Vorrei non cadere nella trappola. Vorrei rimanere sul piano del mestiere dello storico, cioè della maggioranza dei firmatari, che per definizione dovrebbero svolgere buone ricerche e scrivere buoni libri dove ci si possa avvicinare a una definizione dell’antisemitismo, valida per un determinato periodo, personaggio, movimento politico. Non sarà mai una definizione perfetta, ma per successive approssimazioni potrà avvicinarsi al vero. Un vero relativo, beninteso. Un impegno assai più gravoso che sottoscrivere un appello.
Per puro paradosso e amore di verità aggiungerò che sarebbero preda di una seduzione altrettanto alcinesca coloro che pensassero di dare in un documento ufficiale una definizione precisa del termine opposto, cioè Ebraismo: «Il pomodoro è un frutto o una verdura?». È noto il paradosso, cui spesso mi affido, di un acuto storico ebreo inglese, Norman Solomon. Per un botanico il pomodoro è senza dubbio un frutto, per un cuoco una verdura, ma che cosa ne direbbe un pomodoro se mai gli accadesse di pensarci? Soffrirebbe probabilmente delle stesse crisi di identità che tormentano gli ebrei non appena qualcuno tenta di incasellarli come razza, gruppo etnico, religione.

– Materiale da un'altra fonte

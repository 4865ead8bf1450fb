/*!
 * Export sinks and the export orchestrator.
 *
 * A sink receives named sections (one per table), each with a header row
 * and data rows. The format is chosen once, when the sink is opened, and the
 * orchestrator only talks to the `ExportSink` trait.
 */

pub mod orchestrator;
pub mod spreadsheet;
pub mod text;

use clap::ValueEnum;
use std::fmt;
use std::path::Path;

use crate::database::Value;
use crate::errors::ExportError;
use crate::reformat::Presentation;

pub use orchestrator::{ExportSummary, Exporter};
pub use spreadsheet::ExcelSink;
pub use text::{CsvSink, SECTION_MARKER, SECTION_MARKER_COUNT};

/// Destination format
#[derive(Debug, Clone, Copy, PartialEq, Eq, ValueEnum)]
pub enum OutputFormat {
    /// Comma separated text, sections one after another
    #[value(alias = "text")]
    Csv,
    /// Excel workbook, one sheet per section
    #[value(alias = "spreadsheet")]
    Excel,
}

impl OutputFormat {
    /// Canonical filename suffix
    pub fn suffix(self) -> &'static str {
        match self {
            Self::Csv => ".csv",
            Self::Excel => ".xlsx",
        }
    }

    /// Whether cells should be kept as native spreadsheet values
    pub fn is_spreadsheet(self) -> bool {
        matches!(self, Self::Excel)
    }

    /// Refuse an output path whose suffix does not match the format
    pub fn check_path(self, path: &Path) -> Result<(), ExportError> {
        let suffix = self.suffix();
        let matches = path
            .file_name()
            .map(|name| name.to_string_lossy().to_lowercase())
            .is_some_and(|name| name.len() > suffix.len() && name.ends_with(suffix));

        if matches {
            Ok(())
        } else {
            Err(ExportError::FormatMismatch {
                path: path.to_path_buf(),
                suffix,
            })
        }
    }
}

impl fmt::Display for OutputFormat {
    fn fmt(&self, f: &mut fmt::Formatter<'_>) -> fmt::Result {
        match self {
            Self::Csv => f.write_str("csv"),
            Self::Excel => f.write_str("excel"),
        }
    }
}

/// Destination of an export run
///
/// Calls must follow `open_section`, `write_header`, `write_row`*,
/// `apply_column_styling`, repeated per table, then a single `close`.
pub trait ExportSink {
    /// Whether the sink wants native date/time values
    fn is_spreadsheet(&self) -> bool;

    /// Start a new section titled `title`
    fn open_section(&mut self, title: &str) -> Result<(), ExportError>;

    /// Write the header row of the current section
    fn write_header(&mut self, columns: &[String]) -> Result<(), ExportError>;

    /// Write one data row of the current section
    fn write_row(&mut self, row: &[Value]) -> Result<(), ExportError>;

    /// Apply per-column presentation hints to the current section
    fn apply_column_styling(&mut self, hints: &[Option<Presentation>]) -> Result<(), ExportError>;

    /// Flush and release the destination; calling it again is a no-op
    fn close(&mut self) -> Result<(), ExportError>;
}

/// Open the sink for a format, after checking the output suffix
pub fn open_sink(format: OutputFormat, path: &Path) -> Result<Box<dyn ExportSink>, ExportError> {
    format.check_path(path)?;

    let sink: Box<dyn ExportSink> = match format {
        OutputFormat::Csv => Box::new(CsvSink::create(path)?),
        OutputFormat::Excel => Box::new(ExcelSink::create(path)),
    };
    Ok(sink)
}
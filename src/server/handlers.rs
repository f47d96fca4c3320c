//! Endpoint handlers.

use axum::Json;
use axum::extract::rejection::JsonRejection;
use axum::extract::{Path, Query, State};
use axum::http::StatusCode;
use serde::{Deserialize, Serialize};
use tracker_lib::query::{self, DEFAULT_PAGE, DEFAULT_PAGE_SIZE, ListQuery, SortOrder};
use tracker_lib::{Issue, NewIssue, QueryPage, TrackerError, UpdateIssue};

use super::AppState;
use crate::error::ApiError;

#[derive(Debug, Serialize)]
pub struct HealthResponse {
    status: &'static str,
}

/// GET /health
pub async fn health() -> Json<HealthResponse> {
    Json(HealthResponse { status: "ok" })
}

/// POST /issues
pub async fn create_issue(
    State(state): State<AppState>,
    payload: Result<Json<NewIssue>, JsonRejection>,
) -> Result<(StatusCode, Json<Issue>), ApiError> {
    let Json(input) = payload.map_err(|rejection| ApiError::bad_request(rejection.body_text()))?;
    let issue = state.store.write().await.create(&input)?;
    Ok((StatusCode::CREATED, Json(issue)))
}

/// GET /issues/{id}
pub async fn get_issue(
    State(state): State<AppState>,
    Path(id): Path<String>,
) -> Result<Json<Issue>, ApiError> {
    let issue = state.store.read().await.get(&id)?;
    Ok(Json(issue))
}

/// PUT /issues/{id}
pub async fn update_issue(
    State(state): State<AppState>,
    Path(id): Path<String>,
    payload: Result<Json<UpdateIssue>, JsonRejection>,
) -> Result<Json<Issue>, ApiError> {
    let Json(update) = payload.map_err(|rejection| ApiError::bad_request(rejection.body_text()))?;
    let issue = state.store.write().await.update(&id, &update)?;
    Ok(Json(issue))
}

/// GET /issues
pub async fn list_issues(
    State(state): State<AppState>,
    Query(params): Query<ListParams>,
) -> Result<Json<QueryPage>, ApiError> {
    let list_query = params.into_query()?;
    let snapshot = state.store.read().await.snapshot();
    Ok(Json(query::execute(&snapshot, &list_query)))
}

/// Raw list-endpoint query parameters, before coercion.
#[derive(Debug, Default, Deserialize)]
#[serde(rename_all = "camelCase")]
pub struct ListParams {
    search: Option<String>,
    status: Option<String>,
    priority: Option<String>,
    assignee: Option<String>,
    sort_by: Option<String>,
    sort_order: Option<String>,
    page: Option<String>,
    page_size: Option<String>,
}

impl ListParams {
    /// Coerce raw text parameters into an executable query.
    ///
    /// Non-numeric or non-positive `page`/`pageSize` are a validation
    /// error (400), not a silent default and not a server error.
    fn into_query(self) -> Result<ListQuery, TrackerError> {
        Ok(ListQuery {
            search: self.search,
            status: self.status,
            priority: self.priority,
            assignee: self.assignee,
            sort_by: self.sort_by,
            sort_order: SortOrder::from_param(self.sort_order.as_deref()),
            page: parse_positive("page", self.page.as_deref(), DEFAULT_PAGE)?,
            page_size: parse_positive("pageSize", self.page_size.as_deref(), DEFAULT_PAGE_SIZE)?,
        })
    }
}

fn parse_positive(param: &str, value: Option<&str>, default: usize) -> Result<usize, TrackerError> {
    let Some(raw) = value else {
        return Ok(default);
    };
    match raw.parse::<usize>() {
        Ok(parsed) if parsed >= 1 => Ok(parsed),
        _ => Err(TrackerError::invalid_param(
            param,
            "must be a positive integer",
        )),
    }
}

#[cfg(test)]
mod tests {
    use super::*;

    #[test]
    fn test_into_query_applies_defaults() {
        let query = ListParams::default().into_query().unwrap();
        assert_eq!(query.page, DEFAULT_PAGE);
        assert_eq!(query.page_size, DEFAULT_PAGE_SIZE);
        assert_eq!(query.sort_order, SortOrder::Asc);
    }

    #[test]
    fn test_into_query_parses_supplied_values() {
        let params = ListParams {
            page: Some("3".to_string()),
            page_size: Some("25".to_string()),
            sort_order: Some("desc".to_string()),
            ..Default::default()
        };
        let query = params.into_query().unwrap();
        assert_eq!(query.page, 3);
        assert_eq!(query.page_size, 25);
        assert_eq!(query.sort_order, SortOrder::Desc);
    }

    #[test]
    fn test_into_query_rejects_non_numeric_page() {
        let params = ListParams {
            page: Some("abc".to_string()),
            ..Default::default()
        };
        assert!(matches!(
            params.into_query(),
            Err(TrackerError::InvalidParam { .. })
        ));
    }

    #[test]
    fn test_into_query_rejects_zero_page_size() {
        let params = ListParams {
            page_size: Some("0".to_string()),
            ..Default::default()
        };
        assert!(matches!(
            params.into_query(),
            Err(TrackerError::InvalidParam { .. })
        ));
    }
}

Potremmo dunque estendere il paradosso di Solomon e applicarlo agli innamorati di Alcina, passando dal pomodoro alla estesa famiglia dei funghi, sottospecie funghi velenosi. Il passo è azzardato e scandaloso, forse non inutile. Soltanto a limitarci alla storia del XX secolo c’è da credere che l’antisemita non si riconoscerebbe, e forse giustamente si offenderebbe, se lo inquadrassimo nella famiglia dei finti funghi velenosi (non tutti gli antisemitismi hanno condotto ad Auschwitz) o direttamente lo infilassimo nella famiglia dell’Amanita, del Boletus Satanas o della falsa Mazza di Tamburo.